Cellular iron distribution in Bacillus anthracis.

Although successful iron acquisition by pathogens within a host is a prerequisite for the establishment of infection, surprisingly little is known about the intracellular distribution of iron within bacterial pathogens. We have used a combination of anaerobic native liquid chromatography, inductively coupled plasma mass spectrometry, principal-component analysis, and peptide mass fingerprinting to investigate the cytosolic iron distribution in the pathogen Bacillus anthracis. Our studies identified three of the major iron pools as being associated with the electron transfer protein ferredoxin, the miniferritin Dps2, and the superoxide dismutase (SOD) enzymes SodA1 and SodA2. Although both SOD isozymes were predicted to utilize manganese cofactors, quantification of the metal ions associated with SodA1 and SodA2 in cell extracts established that SodA1 is associated with both manganese and iron, whereas SodA2 is bound exclusively to iron in vivo. These data were confirmed by in vitro assays using recombinant protein preparations, showing that SodA2 is active with an iron cofactor, while SodA1 is cambialistic, i.e., active with manganese or iron. Furthermore, we observe that B. anthracis cells exposed to superoxide stress increase their total iron content more than 2-fold over 60 min, while the manganese and zinc contents are unaffected. Notably, the acquired iron is not localized to the three identified cytosolic iron pools.

The iron-binding protein Dps2 confers peroxide stress resistance on Bacillus anthracis.

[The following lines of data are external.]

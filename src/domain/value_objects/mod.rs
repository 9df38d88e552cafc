//! # Value Objects
//!
//! Immutable types with domain semantics.
//!
//! ## Identity Types
//!
//! - [`VenueId`], [`EventId`], [`SpeakerId`], [`AttendeeId`]: store-assigned
//!   integer identifiers
//! - [`RegistrationKey`]: composite (event, attendee) key of a registration
//!
//! ## Processing
//!
//! - [`RegistrationStage`]: linear stages of a registration request
//!
//! ## Contact
//!
//! - [`Email`]: validated attendee email address

pub mod email;
pub mod ids;
pub mod registration_key;
pub mod registration_stage;

pub use email::Email;
pub use ids::{AttendeeId, EventId, SpeakerId, VenueId};
pub use registration_key::RegistrationKey;
pub use registration_stage::RegistrationStage;
//! # In-Memory Speaker Repository
//!
//! In-memory implementation of [`SpeakerRepository`] for testing.

use crate::domain::entities::{Speaker, SpeakerDetails, SpeakerListing};
use crate::domain::value_objects::{EventId, SpeakerId};
use crate::infrastructure::persistence::in_memory::SharedTables;
use crate::infrastructure::persistence::traits::{RepositoryResult, SpeakerRepository};
use async_trait::async_trait;
use std::cmp::Ordering;

/// In-memory implementation of [`SpeakerRepository`].
#[derive(Debug, Clone)]
pub struct InMemorySpeakerRepository {
    tables: SharedTables,
}

impl InMemorySpeakerRepository {
    pub(crate) fn new(tables: SharedTables) -> Self {
        Self { tables }
    }
}

fn by_name(a: &Speaker, b: &Speaker) -> Ordering {
    a.details
        .last_name()
        .cmp(b.details.last_name())
        .then_with(|| a.details.first_name().cmp(b.details.first_name()))
        .then_with(|| a.id.cmp(&b.id))
}

#[async_trait]
impl SpeakerRepository for InMemorySpeakerRepository {
    async fn list(&self) -> RepositoryResult<Vec<SpeakerListing>> {
        let tables = self.tables.read().await;
        let mut speakers: Vec<SpeakerListing> = tables
            .speakers
            .keys()
            .filter_map(|id| tables.speaker_listing(*id))
            .collect();
        speakers.sort_by(|a, b| by_name(&a.speaker, &b.speaker));
        Ok(speakers)
    }

    async fn get(&self, id: SpeakerId) -> RepositoryResult<Option<SpeakerListing>> {
        let tables = self.tables.read().await;
        Ok(tables.speaker_listing(id))
    }

    async fn find_by_event(&self, event_id: EventId) -> RepositoryResult<Vec<Speaker>> {
        let tables = self.tables.read().await;
        let mut speakers: Vec<Speaker> = tables
            .speakers
            .iter()
            .filter(|(_, details)| details.event_id() == Some(event_id))
            .map(|(id, details)| Speaker::new(*id, details.clone()))
            .collect();
        speakers.sort_by(by_name);
        Ok(speakers)
    }

    async fn create(&self, details: &SpeakerDetails) -> RepositoryResult<Speaker> {
        let mut tables = self.tables.write().await;
        tables.check_event_ref(details.event_id())?;
        let id = tables.next_speaker_id();
        tables.speakers.insert(id, details.clone());
        Ok(Speaker::new(id, details.clone()))
    }

    async fn update(
        &self,
        id: SpeakerId,
        details: &SpeakerDetails,
    ) -> RepositoryResult<Option<Speaker>> {
        let mut tables = self.tables.write().await;
        if !tables.speakers.contains_key(&id) {
            return Ok(None);
        }
        tables.check_event_ref(details.event_id())?;
        tables.speakers.insert(id, details.clone());
        Ok(Some(Speaker::new(id, details.clone())))
    }

    async fn delete(&self, id: SpeakerId) -> RepositoryResult<bool> {
        let mut tables = self.tables.write().await;
        Ok(tables.speakers.remove(&id).is_some())
    }
}

#[cfg(test)]
#[allow(clippy::unwrap_used)]
mod tests {
    use super::*;
    use crate::infrastructure::persistence::in_memory::{InMemoryStore, fixtures};

    #[tokio::test]
    async fn unassigned_speaker_has_no_event_name() {
        let store = InMemoryStore::new();
        let details = SpeakerDetails::new("Grace", "Hopper", "Compilers", None).unwrap();
        let speaker = store.speakers().create(&details).await.unwrap();

        let listing = store.speakers().get(speaker.id).await.unwrap().unwrap();
        assert_eq!(listing.event_name, None);
        assert_eq!(listing.event_date, None);
    }

    #[tokio::test]
    async fn listing_carries_event_name() {
        let store = InMemoryStore::new();
        let venue = fixtures::venue(&store, "Hall").await;
        let event = fixtures::event(&store, venue.id, "Launch Party").await;
        let details = SpeakerDetails::new("Ada", "Byron", "Math", Some(event.id)).unwrap();
        store.speakers().create(&details).await.unwrap();

        let listed = store.speakers().list().await.unwrap();
        assert_eq!(listed.len(), 1);
        assert_eq!(listed[0].event_name.as_deref(), Some("Launch Party"));
    }

    #[tokio::test]
    async fn create_with_missing_event_is_refused() {
        let store = InMemoryStore::new();
        let details = SpeakerDetails::new("Ada", "Byron", "Math", Some(EventId::new(8))).unwrap();
        let err = store.speakers().create(&details).await.unwrap_err();
        assert_eq!(err.missing_entity_type(), Some("Event"));
    }

    #[tokio::test]
    async fn find_by_event_filters_and_sorts() {
        let store = InMemoryStore::new();
        let venue = fixtures::venue(&store, "Hall").await;
        let event = fixtures::event(&store, venue.id, "Gala").await;
        let repo = store.speakers();
        for last in ["Turing", "Lovelace"] {
            let details = SpeakerDetails::new("X", last, "", Some(event.id)).unwrap();
            repo.create(&details).await.unwrap();
        }
        repo.create(&SpeakerDetails::new("Y", "Free", "", None).unwrap())
            .await
            .unwrap();

        let found = repo.find_by_event(event.id).await.unwrap();
        let names: Vec<&str> = found.iter().map(|s| s.details.last_name()).collect();
        assert_eq!(names, ["Lovelace", "Turing"]);
    }

    #[tokio::test]
    async fn delete() {
        let store = InMemoryStore::new();
        let details = SpeakerDetails::new("Grace", "Hopper", "", None).unwrap();
        let speaker = store.speakers().create(&details).await.unwrap();

        assert!(store.speakers().delete(speaker.id).await.unwrap());
        assert!(!store.speakers().delete(speaker.id).await.unwrap());
    }
}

Iron is an essential nutrient that is implicated in most cellular oxidation reactions. However, iron is a highly reactive element that, if not appropriately chaperoned, can react with endogenously and exogenously generated oxidants such as hydrogen peroxide to generate highly toxic hydroxyl radicals. Dps proteins (DNA-binding proteins from starved cells) form a distinct class (the miniferritins) of iron-binding proteins within the ferritin superfamily. Bacillus anthracis encodes two Dps-like proteins, Dps1 and Dps2, the latter being one of the main iron-containing proteins in the cytoplasm. In this study, the function of Dps2 was characterized in vivo. A B. anthracis Δdps2 mutant was constructed by double-crossover mutagenesis. The growth of the Δdps2 mutant was unaffected by excess iron or iron-limiting conditions, indicating that the primary role of Dps2 is not that of iron sequestration and storage. However, the Δdps2 mutant was highly sensitive to H(2)O(2), and pretreatment of the cells with the iron chelator deferoxamine mesylate (DFM) significantly reduced its sensitivity to H(2)O(2) stress. In addition, the transcription of dps2 was upregulated by H(2)O(2) treatment and derepressed in a perR mutant, indicating that dps2 is a member of the regulon controlled by the PerR regulator. This indicates that the main role of Dps2 is to protect cells from peroxide stress by inhibiting the iron-catalyzed production of OH.